The United Kingdom is officially out of the European Union (EU), the withdrawal having taken place this past Friday. British Prime Minister Boris Johnson is looking forward to negotiating new trade deals with the EU before the end of the withdrawal process on December 31.
Good luck with that, Boris. Experts who know a whole lot more about these things than I do say that Johnson will have a tremendously difficult time negotiating with a 27-nation economic bloc with a hundred million or so more people than the U.S., a country that would theoretically benefit from Britain's new free-agent status in terms of trade. Britain is a country of only sixty million people or so. What's Johnson's leverage?
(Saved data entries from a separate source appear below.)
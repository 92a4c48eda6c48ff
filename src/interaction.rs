use std::time::Duration;

use rand::Rng;
use tokio::time::sleep;
use tracing::{debug, error, info, warn};

use crate::accounts::AccountStore;
use crate::element_interactor::ElementInteractor;
use crate::login::derive_login_provider;
use crate::session::{BrowserSession, SessionError};
use crate::temporary_chat::TemporaryChat;
use crate::types::{ResponseRetrieval, Selector};

pub const LOGIN_BUTTON: &str = "button[data-testid='login-button']";
pub const CHAT_INPUT: &str = "textarea[id='prompt-textarea']";
pub const SEND_BUTTON: &str = "button[data-testid='send-button']";
/// Shown while a response is being generated
pub const STOP_BUTTON: &str = "button[data-testid='stop-button']";
pub const RESPONSE: &str = "div[data-message-author-role='assistant']";
/// Copy action of a conversation turn, relative to one of its ancestors
pub const COPY_BUTTON: &str = ".//button[@data-testid='copy-turn-action-button']";

/// How far up from a response the copy button is searched for
const MAX_ANCESTOR_DEPTH: usize = 8;

/// Default bound on how long a response may take to generate
pub const DEFAULT_RESPONSE_TIMEOUT: Duration = Duration::from_secs(120);

/// Drives the chat application: login, prompts and responses
pub struct ChatInteraction<S: BrowserSession> {
    interactor: ElementInteractor<S>,
    accounts: AccountStore,
    temporary_chat: TemporaryChat,
    retrieval: ResponseRetrieval,
    response_timeout: Duration,
}

impl<S: BrowserSession> ChatInteraction<S> {
    pub fn new(interactor: ElementInteractor<S>, accounts: AccountStore) -> Self {
        Self {
            interactor,
            accounts,
            temporary_chat: TemporaryChat::default(),
            retrieval: ResponseRetrieval::default(),
            response_timeout: DEFAULT_RESPONSE_TIMEOUT,
        }
    }

    pub fn with_retrieval(mut self, retrieval: ResponseRetrieval) -> Self {
        self.retrieval = retrieval;
        self
    }

    pub fn with_response_timeout(mut self, timeout: Duration) -> Self {
        self.response_timeout = timeout;
        self
    }

    pub fn interactor(&self) -> &ElementInteractor<S> {
        &self.interactor
    }

    /// Give the browser session back, e.g. to quit it
    pub fn into_session(self) -> S {
        self.interactor.into_session()
    }

    /// Navigate to the application
    pub async fn open(&self, url: &str) -> Result<(), SessionError> {
        self.interactor.session().visit(url).await
    }

    /// Click the page's "Log in" entry point; a missing button is only logged
    pub async fn click_login_button(&self) {
        info!("Clicking the login button");
        if !self
            .interactor
            .interact_default(&Selector::css(LOGIN_BUTTON), None)
            .await
        {
            error!("Login button not found");
        }
    }

    /// Log in as `identity` with the strategy its account record asks for
    pub async fn login(&self, identity: &str) -> bool {
        info!("Starting login process");

        self.click_login_button().await;

        let Some(record) = self.accounts.lookup(identity) else {
            error!("Account details not found for {}", identity);
            return false;
        };

        derive_login_provider(record)
            .login(&self.interactor, identity, record)
            .await
    }

    pub async fn enable_temporary_chat(&self) -> bool {
        self.temporary_chat.enable(&self.interactor).await
    }

    /// Send `message` and wait for the reply
    ///
    /// Returns `None` when the message could not be sent or no new response
    /// showed up in time.
    pub async fn send_message(&self, message: &str) -> Option<String> {
        info!("Sending message: {}", message);
        let timeout = self.interactor.policy().default_timeout;

        let chat_input = Selector::css(CHAT_INPUT);
        let Some(input) = self.interactor.wait_for_clickable(&chat_input, timeout).await else {
            error!("Chat input not found");
            return None;
        };

        if let Err(e) = self.type_like_a_human(&input, message).await {
            error!("Failed to type message: {}", e);
            return None;
        }

        let responses = Selector::css(RESPONSE);
        let initial_count = self.interactor.find_all(&responses).await.len();

        if !self
            .interactor
            .interact_default(&Selector::css(SEND_BUTTON), None)
            .await
        {
            error!("Send button not found");
            return None;
        }

        let stop = Selector::css(STOP_BUTTON);
        if self.interactor.probe(&stop, timeout).await.is_none() {
            debug!("Generation indicator never showed up");
        }

        if !self
            .interactor
            .wait_for_disappearance(&stop, self.response_timeout)
            .await
        {
            error!("Stop button did not disappear");
            return None;
        }

        if !self
            .interactor
            .wait_for_count_above(&responses, initial_count, timeout)
            .await
        {
            error!("No new response appeared");
            return None;
        }

        self.retrieve_latest(&responses).await
    }

    /// One keystroke at a time with a random 50-200ms pause after each
    async fn type_like_a_human(&self, input: &S::Element, message: &str) -> Result<(), SessionError> {
        let mut buffer = [0u8; 4];
        for c in message.chars() {
            self.interactor
                .session()
                .send_keys(input, c.encode_utf8(&mut buffer))
                .await?;
            let delay = rand::thread_rng().gen_range(50..=200);
            sleep(Duration::from_millis(delay)).await;
        }
        Ok(())
    }

    async fn retrieve_latest(&self, responses: &Selector) -> Option<String> {
        let Some(latest) = self.interactor.find_all(responses).await.pop() else {
            error!("Response disappeared before it could be read");
            return None;
        };

        if self.retrieval == ResponseRetrieval::Clipboard {
            if let Some(text) = self.copy_to_clipboard(&latest).await {
                return Some(text);
            }
            warn!("Clipboard retrieval failed, reading the response text instead");
        }

        match self.interactor.session().text(&latest).await {
            Ok(text) => Some(text),
            Err(e) => {
                error!("Failed to read response text: {}", e);
                None
            }
        }
    }

    /// Click the response's copy button and read the clipboard back
    async fn copy_to_clipboard(&self, response: &S::Element) -> Option<String> {
        let button = self.find_copy_button(response).await?;
        if !self.interactor.click(&button).await {
            return None;
        }

        sleep(self.interactor.policy().settle_delay).await;

        match self.interactor.session().read_clipboard().await {
            Ok(text) if !text.trim().is_empty() => Some(text),
            Ok(_) => {
                debug!("Clipboard is empty after copying");
                None
            }
            Err(e) => {
                debug!("Could not read clipboard: {}", e);
                None
            }
        }
    }

    /// Nearest copy button, searching the response and then its ancestors
    async fn find_copy_button(&self, response: &S::Element) -> Option<S::Element> {
        let session = self.interactor.session();
        let copy_button = Selector::xpath(COPY_BUTTON);
        let parent = Selector::xpath("..");

        let mut node = response.clone();
        for _ in 0..MAX_ANCESTOR_DEPTH {
            if let Ok(buttons) = session.find_within(&node, &copy_button).await
                && let Some(button) = buttons.into_iter().next()
            {
                return Some(button);
            }

            node = session
                .find_within(&node, &parent)
                .await
                .ok()?
                .into_iter()
                .next()?;
        }

        debug!("No copy button within {} ancestors", MAX_ANCESTOR_DEPTH);
        None
    }
}

#[cfg(test)]
#[path = "interaction_test.rs"]
mod interaction_test;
The British probably dream of restoring their empire, which is pretty hard to do when you remember that its collection of overseas dependencies is down to Bermuda, a few islands in the Caribbean, the Falkland Islands, a military base on some forgotten atoll in the Indian Ocean, and a rock on the Spanish coast. They probably hope to re-affirm their close ties to the Commonwealth formed out of its former colonies, particularly its economic ties, but at this point re-affirming its connections to Canada and India, and other places mentioned in that Kinks song, would sort of be a parent-child relationship in which the children take care of the mother country. Ironically, it was the Commonwealth that served as a reason for French President Charles de Gaulle to block British entry into the EU, then called the European Economic Community (EEC), or the Common Market, and worries about the fragmentation of the Commonwealth made joining the EEC made it a hot issue in Britain for the Wilson and Heath governments. (Britain joined in 1973.)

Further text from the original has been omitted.